### Record excerpts

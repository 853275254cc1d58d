//! GPIO input abstractions

/// Digital input pin
pub trait InputPin {
    /// Check if the pin reads high (logic 1)
    fn is_high(&self) -> bool;

    /// Check if the pin reads low (logic 0)
    fn is_low(&self) -> bool {
        !self.is_high()
    }

    /// Check if the pin is at its asserted level
    fn is_active(&self, level: ActiveLevel) -> bool {
        match level {
            ActiveLevel::Low => self.is_low(),
            ActiveLevel::High => self.is_high(),
        }
    }
}

/// Logic level at which an input counts as asserted
///
/// Panel buttons are wired to ground with the internal pull-up enabled,
/// so they are active-low.
#[derive(Debug, Clone, Copy, PartialEq, Eq, Default)]
#[cfg_attr(feature = "defmt", derive(defmt::Format))]
pub enum ActiveLevel {
    #[default]
    Low,
    High,
}

#[cfg(test)]
mod tests {
    use super::*;

    struct Fixed(bool);

    impl InputPin for Fixed {
        fn is_high(&self) -> bool {
            self.0
        }
    }

    #[test]
    fn test_active_low() {
        assert!(Fixed(false).is_active(ActiveLevel::Low));
        assert!(!Fixed(true).is_active(ActiveLevel::Low));
    }

    #[test]
    fn test_active_high() {
        assert!(Fixed(true).is_active(ActiveLevel::High));
        assert!(!Fixed(false).is_active(ActiveLevel::High));
    }
}
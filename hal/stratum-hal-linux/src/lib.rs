//! Linux HAL for the printer panel
//!
//! This crate provides the Raspberry Pi implementations of the HAL traits:
//! - GPIO pin allocation and pulled-up button inputs (`rppal`)
//! - The motion board serial device (`serialport`)

pub mod gpio;
pub mod uart;

pub use gpio::{GpioAllocator, GpioError, PanelPin, GPIO_COUNT};
pub use uart::{SerialDevice, SerialError};
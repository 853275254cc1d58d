//! Panel state machine
//!
//! The machine holds exactly one `MachineState`. Every change goes through
//! `MachineState::transition`, a pure function of the current state and an
//! event that also yields the side effects the caller must perform, in
//! order.

pub mod action;
pub mod events;
pub mod machine;

pub use action::{Action, Transition, MAX_ACTIONS};
pub use events::{Button, Event};
pub use machine::{MachineState, StateError};
//! Configuration types
//!
//! Exposure and projector settings travel with each job in a small
//! `set <key> <value>` settings file copied from the media.

pub mod exposure;
pub mod settings;

pub use exposure::{ExposureConfig, PrinterSettings, ProjectorGeometry};
pub use settings::{parse_settings, SettingsError};
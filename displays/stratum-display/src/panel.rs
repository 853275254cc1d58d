//! Status sink over a display backend

use stratum_core::traits::StatusSink;

use crate::backend::{DisplayBackend, DisplayError};
use crate::screen::StatusScreen;

/// Renders status text to a backend, skipping unchanged writes
pub struct StatusPanel<B> {
    backend: B,
    screen: StatusScreen,
    last_error: Option<DisplayError>,
}

impl<B: DisplayBackend> StatusPanel<B> {
    pub fn new(backend: B) -> Self {
        Self {
            backend,
            screen: StatusScreen::new(),
            last_error: None,
        }
    }

    /// Push the buffer to the device if it changed
    pub fn render(&mut self) -> Result<(), DisplayError> {
        if !self.screen.is_dirty() {
            return Ok(());
        }
        for (row, line) in self.screen.lines().enumerate() {
            self.backend.draw_text(row as u8, 0, line)?;
        }
        self.backend.flush()?;
        self.screen.mark_clean();
        Ok(())
    }

    pub fn screen(&self) -> &StatusScreen {
        &self.screen
    }

    pub fn backend(&self) -> &B {
        &self.backend
    }

    /// Most recent device error, cleared by the next successful render
    pub fn last_error(&self) -> Option<DisplayError> {
        self.last_error
    }
}

impl<B: DisplayBackend> StatusSink for StatusPanel<B> {
    fn set_lines(&mut self, line1: &str, line2: &str) {
        self.screen.set_lines(line1, line2);
        // A failed render leaves the screen dirty so the next write retries
        self.last_error = self.render().err();
    }
}

#[cfg(test)]
mod tests {
    use super::*;
    use stratum_core::status::StatusMessage;

    #[derive(Default)]
    struct CountingBackend {
        draws: usize,
        flushes: usize,
        rows: [heapless::String<16>; 2],
        fail: bool,
    }

    impl DisplayBackend for CountingBackend {
        fn clear(&mut self) -> Result<(), DisplayError> {
            Ok(())
        }

        fn draw_text(&mut self, row: u8, _col: u8, text: &str) -> Result<(), DisplayError> {
            if self.fail {
                return Err(DisplayError::Communication);
            }
            self.draws += 1;
            let slot = &mut self.rows[row as usize];
            slot.clear();
            slot.push_str(text).unwrap();
            Ok(())
        }

        fn flush(&mut self) -> Result<(), DisplayError> {
            self.flushes += 1;
            Ok(())
        }

        fn dimensions(&self) -> (u8, u8) {
            (16, 2)
        }
    }

    #[test]
    fn test_writes_are_coalesced() {
        let mut panel = StatusPanel::new(CountingBackend::default());
        panel.show(StatusMessage::MachineStopped);
        panel.show(StatusMessage::MachineStopped);
        assert_eq!(panel.backend().flushes, 1);
        assert_eq!(panel.backend().rows[0].as_str(), " Machine stopped");
    }

    #[test]
    fn test_change_is_rendered() {
        let mut panel = StatusPanel::new(CountingBackend::default());
        panel.show(StatusMessage::Starting);
        panel.show(StatusMessage::InsertMedia);
        assert_eq!(panel.backend().flushes, 2);
        assert_eq!(panel.backend().rows[1].as_str(), "with valid job  ");
    }

    #[test]
    fn test_failed_render_retried() {
        let mut panel = StatusPanel::new(CountingBackend {
            fail: true,
            ..CountingBackend::default()
        });
        panel.show(StatusMessage::Starting);
        assert_eq!(panel.last_error(), Some(DisplayError::Communication));
        assert!(panel.screen().is_dirty());

        panel.backend.fail = false;
        panel.show(StatusMessage::Starting);
        assert_eq!(panel.last_error(), None);
        assert_eq!(panel.backend().flushes, 1);
    }
}
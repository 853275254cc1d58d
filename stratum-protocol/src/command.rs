//! Commands understood by the motion controller firmware

use core::fmt::Write;

use heapless::String;

/// Longest encoded command line, terminator included
pub const MAX_COMMAND_LEN: usize = 48;

/// An encoded command line ready to be written to the link
pub type CommandLine = String<MAX_COMMAND_LEN>;

/// Errors that can occur while encoding a command
#[derive(Debug, Clone, Copy, PartialEq, Eq)]
#[cfg_attr(feature = "defmt", derive(defmt::Format))]
pub enum ProtocolError {
    /// Encoded command does not fit in a command line
    CommandTooLong,
    /// A numeric argument is not finite
    InvalidArgument,
}

impl core::fmt::Display for ProtocolError {
    fn fmt(&self, f: &mut core::fmt::Formatter<'_>) -> core::fmt::Result {
        match self {
            ProtocolError::CommandTooLong => f.write_str("command too long"),
            ProtocolError::InvalidArgument => f.write_str("invalid command argument"),
        }
    }
}

/// Commands sent to the motion controller
#[derive(Debug, Clone, Copy, PartialEq)]
#[cfg_attr(feature = "defmt", derive(defmt::Format))]
pub enum MotionCommand {
    /// `G90` - absolute positioning
    Absolute,
    /// `G91` - relative positioning
    Relative,
    /// `G0 Z{n}` - rapid move of the Z axis
    RapidZ(u32),
    /// `G2 O{overshoot} L{length}` - peel move: rise past the layer by
    /// the overshoot, then settle back to the next layer height
    Peel {
        /// Extra travel beyond the layer (mm)
        overshoot_mm: f64,
        /// Layer height to advance (mm)
        length_mm: f64,
    },
    /// `G28` - home the Z axis
    Home,
    /// `G93` - open the projector shutter servo
    ShutterOpen,
    /// `G94` - close the projector shutter servo
    ShutterClose,
    /// `M210 Z{n}` - set the maximum Z feed rate
    MaxFeedZ(u32),
    /// `G0` with no arguments; a no-op used to solicit an `ok`
    Probe,
}

impl MotionCommand {
    /// Encode the command text, without terminator
    pub fn encode(&self) -> Result<CommandLine, ProtocolError> {
        let mut line = CommandLine::new();
        let written = match *self {
            MotionCommand::Absolute => line.push_str("G90").map_err(|_| core::fmt::Error),
            MotionCommand::Relative => line.push_str("G91").map_err(|_| core::fmt::Error),
            MotionCommand::RapidZ(z) => write!(line, "G0 Z{}", z),
            MotionCommand::Peel {
                overshoot_mm,
                length_mm,
            } => {
                if !overshoot_mm.is_finite() || !length_mm.is_finite() {
                    return Err(ProtocolError::InvalidArgument);
                }
                write!(line, "G2 O{:.6} L{:.6}", overshoot_mm, length_mm)
            }
            MotionCommand::Home => line.push_str("G28").map_err(|_| core::fmt::Error),
            MotionCommand::ShutterOpen => line.push_str("G93").map_err(|_| core::fmt::Error),
            MotionCommand::ShutterClose => line.push_str("G94").map_err(|_| core::fmt::Error),
            MotionCommand::MaxFeedZ(rate) => write!(line, "M210 Z{}", rate),
            MotionCommand::Probe => line.push_str("G0").map_err(|_| core::fmt::Error),
        };
        written.map_err(|_| ProtocolError::CommandTooLong)?;
        Ok(line)
    }

    /// Encode the command followed by the `\n` terminator
    pub fn to_line(&self) -> Result<CommandLine, ProtocolError> {
        let mut line = self.encode()?;
        line.push('\n').map_err(|_| ProtocolError::CommandTooLong)?;
        Ok(line)
    }
}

### Task
Given the records above, restate word for word only the lines starting at the one with "use core::fmt::Write;" and ending at the one with "a command line".

### Task response
use core::fmt::Write;

use heapless::String;

/// Longest encoded command line, terminator included
pub const MAX_COMMAND_LEN: usize = 48;

/// An encoded command line ready to be written to the link
pub type CommandLine = String<MAX_COMMAND_LEN>;

/// Errors that can occur while encoding a command
#[derive(Debug, Clone, Copy, PartialEq, Eq)]
#[cfg_attr(feature = "defmt", derive(defmt::Format))]
pub enum ProtocolError {
    /// Encoded command does not fit in a command line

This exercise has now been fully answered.